Sans aucune revue budgétaire préalable, sans aucune évaluation publiée au sujet la performance de l’Etat, sans parlement pour fouiller et vérifier (un tant soit peu), le président impose ex nihilo un budget dysfonctionnel, illégitime et inadmissible en démocratie. C’est un budget unilatéral, autocratique et dictatorial dans une large mesure.
Comme ses prédécesseurs, depuis 2011, Kaïs Saïed ne veut pas toucher au vrai enjeu, celui de sabrer dans le «gras dur» de l’Etat.
Lui et son gouvernement ne veulent pas couper dans le sureffectif des fonctionnaires et épurer l’Etat de son mauvais sang, incarné par des employés fantômes, factices et souvent recrutés sans concours au mérite et avec des diplômes falsifiés.
Le président Kaïs Saïed ne veut pas réduire les effectifs de ces 800 000 fonctionnaires (650 000 au sein de l’Etat central et presque 150 000 dans les sociétés d’Etat et organismes liés).
Le Maroc compte seulement 545 000 fonctionnaires civils, alors que sa population totale est trois fois plus élevée que celle de la Tunisie.
En Tunisie, au moins 200 000 fonctionnaires sont de trop, ils sont payés pour ne rien faire de productif.
Autant d’employés fantômes qui n’ajoutent aucune valeur additionnelle aux services publics, où tout est en délabrement et décomposition avancées.
Le salaire de ces 200 000 fonctionnaires en sureffectif coûte cher aux contribuables: presque 5 milliards de dinars annuellement (frais divers et salaire brut moyen de 25 000 dinars par an, par fonctionnaire).
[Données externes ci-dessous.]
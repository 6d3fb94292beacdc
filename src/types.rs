//! Core domain types for the permission monitor
//!
//! All persisted types use camelCase JSON serialization. Capability names
//! travel as snake_case strings.

use crate::error::{Result, WatchError};
use chrono::{DateTime, Utc};
use serde::{Deserialize, Serialize};
use std::collections::BTreeSet;
use std::fmt;
use std::str::FromStr;

/// A privacy-sensitive platform capability
///
/// Known capabilities have dedicated variants; anything else is carried
/// verbatim (normalized) in `Other`.
#[derive(Debug, Clone, PartialEq, Eq, Hash, Serialize, Deserialize)]
#[serde(from = "String", into = "String")]
pub enum Capability {
    Camera,
    Microphone,
    /// Combined audio + video capture request
    CameraMicrophone,
    Geolocation,
    Notifications,
    ScreenCapture,
    Bluetooth,
    Usb,
    ClipboardRead,
    /// Any capability outside the known set (e.g. "storage", "midi")
    Other(String),
}

impl Capability {
    /// Parse a capability name leniently
    ///
    /// Accepts hyphenated, spaced, and `+`-joined spellings, plus the
    /// short names page hooks emit (`location`, `notification`).
    pub fn parse(name: &str) -> Self {
        let normalized: String = name
            .trim()
            .to_lowercase()
            .chars()
            .map(|c| match c {
                '-' | ' ' | '+' => '_',
                other => other,
            })
            .collect();

        match normalized.as_str() {
            "camera" | "video" => Self::Camera,
            "microphone" | "mic" | "audio" => Self::Microphone,
            "camera_microphone" | "camera_and_microphone" | "microphone_camera" => {
                Self::CameraMicrophone
            }
            "geolocation" | "location" => Self::Geolocation,
            "notifications" | "notification" => Self::Notifications,
            "screen_capture" | "display_capture" => Self::ScreenCapture,
            "bluetooth" => Self::Bluetooth,
            "usb" => Self::Usb,
            "clipboard_read" => Self::ClipboardRead,
            _ => Self::Other(normalized),
        }
    }

    /// Map a media-capture request to the capability it touches
    pub fn from_media_constraints(video: bool, audio: bool) -> Self {
        match (video, audio) {
            (true, true) => Self::CameraMicrophone,
            (true, false) => Self::Camera,
            _ => Self::Microphone,
        }
    }

    /// Canonical snake_case wire name
    pub fn as_str(&self) -> &str {
        match self {
            Self::Camera => "camera",
            Self::Microphone => "microphone",
            Self::CameraMicrophone => "camera_microphone",
            Self::Geolocation => "geolocation",
            Self::Notifications => "notifications",
            Self::ScreenCapture => "screen_capture",
            Self::Bluetooth => "bluetooth",
            Self::Usb => "usb",
            Self::ClipboardRead => "clipboard_read",
            Self::Other(name) => name,
        }
    }
}

impl fmt::Display for Capability {
    fn fmt(&self, f: &mut fmt::Formatter<'_>) -> fmt::Result {
        f.write_str(self.as_str())
    }
}

impl FromStr for Capability {
    type Err = std::convert::Infallible;

    fn from_str(s: &str) -> std::result::Result<Self, Self::Err> {
        Ok(Self::parse(s))
    }
}

impl From<String> for Capability {
    fn from(value: String) -> Self {
        Self::parse(&value)
    }
}

impl From<Capability> for String {
    fn from(value: Capability) -> Self {
        value.as_str().to_string()
    }
}

/// Lifecycle state of a permission event
#[derive(Debug, Clone, Copy, PartialEq, Eq, Serialize, Deserialize)]
#[serde(rename_all = "lowercase")]
pub enum PermissionState {
    /// Request observed, underlying call not yet resolved
    Pending,
    /// Underlying call resolved successfully
    Granted,
    /// Underlying call failed or was refused
    Denied,
    /// Push-driven status change, no pending precursor
    Changed,
}

impl PermissionState {
    pub fn as_str(&self) -> &'static str {
        match self {
            Self::Pending => "pending",
            Self::Granted => "granted",
            Self::Denied => "denied",
            Self::Changed => "changed",
        }
    }

    /// Whether no further transition is allowed out of this state
    pub fn is_terminal(&self) -> bool {
        !matches!(self, Self::Pending)
    }

    /// Only `pending -> {granted, denied}` is a valid transition.
    pub fn can_transition_to(&self, next: PermissionState) -> bool {
        matches!(
            (self, next),
            (Self::Pending, Self::Granted) | (Self::Pending, Self::Denied)
        )
    }
}

impl fmt::Display for PermissionState {
    fn fmt(&self, f: &mut fmt::Formatter<'_>) -> fmt::Result {
        f.write_str(self.as_str())
    }
}

/// Grant status reported by a push-style status source
#[derive(Debug, Clone, Copy, PartialEq, Eq, Serialize, Deserialize)]
#[serde(rename_all = "lowercase")]
pub enum PermissionStatus {
    Granted,
    Denied,
    Prompt,
}

/// Where a monitored page lives
#[derive(Debug, Clone, PartialEq, Eq, Serialize, Deserialize)]
#[serde(rename_all = "camelCase")]
pub struct PageOrigin {
    /// Hostname only, without scheme or port
    pub host: String,
    /// Full page URL
    pub url: String,
}
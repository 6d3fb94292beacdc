//! Local fallback classification
//!
//! Used whenever the scoring service cannot produce a usable verdict.
//! Deterministic: the result depends on the capability alone.

use super::Classification;
use crate::types::{Capability, ClassificationResult, ThreatLevel};
use std::collections::BTreeSet;

/// Capabilities classified high-risk when the service is unavailable
pub const SENSITIVE_CAPABILITIES: &[Capability] = &[
    Capability::Camera,
    Capability::Microphone,
    Capability::CameraMicrophone,
    Capability::Geolocation,
    Capability::Notifications,
    Capability::ScreenCapture,
    Capability::Bluetooth,
    Capability::Usb,
    Capability::ClipboardRead,
];

/// Reason and error info for a sensitive-capability fallback
pub const SENSITIVE_RULE_INFO: &str = "service unavailable, matched sensitive-capability rule";

/// Reason and error info for any other fallback
pub const UNAVAILABLE_INFO: &str = "service unavailable";

/// Layer name recorded on fallback verdicts
pub const FALLBACK_LAYER: &str = "fallback_rule";

/// Neutral score: the fallback has no anomaly estimate of its own
const FALLBACK_ANOMALY_SCORE: f64 = 0.5;

/// Whether a capability is in the sensitive set
///
/// Matches on the normalized name, so an `Other` carrying a known name
/// counts as that capability.
pub fn is_sensitive(capability: &Capability) -> bool {
    SENSITIVE_CAPABILITIES.contains(&Capability::parse(capability.as_str()))
}

/// Classify a capability without the scoring service
pub fn classify(capability: &Capability) -> Classification {
    let (threat_level, info) = if is_sensitive(capability) {
        (ThreatLevel::High, SENSITIVE_RULE_INFO)
    } else {
        (ThreatLevel::Low, UNAVAILABLE_INFO)
    };

    let mut triggered_layers = BTreeSet::new();
    if threat_level != ThreatLevel::Low {
        triggered_layers.insert(FALLBACK_LAYER.to_string());
    }

    Classification {
        result: ClassificationResult {
            threat_level,
            anomaly_score: FALLBACK_ANOMALY_SCORE,
            reason: info.to_string(),
            triggered_layers,
        },
        error_info: Some(info.to_string()),
    }
}

#[cfg(test)]
mod tests {
    use super::*;

    #[test]
    fn test_every_sensitive_capability_is_high() {
        for capability in SENSITIVE_CAPABILITIES {
            let c = classify(capability);
            assert_eq!(c.result.threat_level, ThreatLevel::High, "{}", capability);
            assert_eq!(c.error_info.as_deref(), Some(SENSITIVE_RULE_INFO));
            assert!(c.result.triggered_layers.contains(FALLBACK_LAYER));
        }
    }

    #[test]
    fn test_other_capability_is_low_with_annotation() {
        let c = classify(&Capability::parse("storage"));
        assert_eq!(c.result.threat_level, ThreatLevel::Low);
        assert_eq!(c.error_info.as_deref(), Some(UNAVAILABLE_INFO));
        assert!(c.result.triggered_layers.is_empty());
        assert!(c.is_fallback());
    }

    #[test]
    fn test_aliases_match_sensitive_set() {
        assert!(is_sensitive(&Capability::parse("clipboard-read")));
        assert!(is_sensitive(&Capability::parse("location")));
        assert!(!is_sensitive(&Capability::parse("midi")));
    }

    #[test]
    fn test_unnormalized_other_matches_known_capability() {
        let camera = Capability::Other("camera".to_string());
        assert!(is_sensitive(&camera));
        assert_eq!(classify(&camera).result.threat_level, ThreatLevel::High);

        let spaced = Capability::Other("Clipboard Read".to_string());
        assert!(is_sensitive(&spaced));
    }
}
Soit plus de 1,5 milliard de dollars américains, de gaspillés au grand jour!
Créer de l’espace budgétaire!
Le limogeage de ces fonctionnaires fantômes et factices peut s’ajouter à des économies réalisées par des coupures chirurgicales dans les subventions indues dans les produits de base peut procurer au pays un espace budgétaire suffisamment important pour réduire le fardeau de la dette, réduire l’inflation et impulser l’investissement. Un 10 à 12 milliards de dinars d’économie dans les dépenses, c’est faisable…
Mais, Kaïs Saïed ne veut aucunement toucher à cet enjeu pour des raisons électoralistes et populistes. Le président a perdu sa légitimité et ne peut convaincre de ses projets et promesses.
Un licenciement programmé, par mise à la retraite anticipée et incitation aux départs, dégage suffisamment de marge de manœuvre pour augmenter les salaires des autres fonctionnaires, histoire de motiver la productivité et redonner confiance envers l’Etat et ses fonctionnaires. Il peut aussi aider à diminuer la pression fiscale sur les petites et moyennes entreprises.
Le budget 2023 occulte les sociétés d’Etat et fait comme si elles n’existent pas. La restructuration et la modernisation de ces sociétés peut générer à l’Etat un autre 10 milliards de dinars annuellement, sans passer nécessairement par la privatisation, et le bradage de celle-ci comme proposé par le FMI.
Pour finir, je dirai que ce budget a tous les ingrédients d’un pamphlet électoraliste. Le président est sommé par les partis d’opposition et par plusieurs pays occidentaux de déclencher des élections présidentielles anticipées. Probablement quelques mois après l’investiture du nouveau parlement… et durant 2023! Une question de légitimité à restaurer et à rebâtir…
* Economiste universitaire au Canada.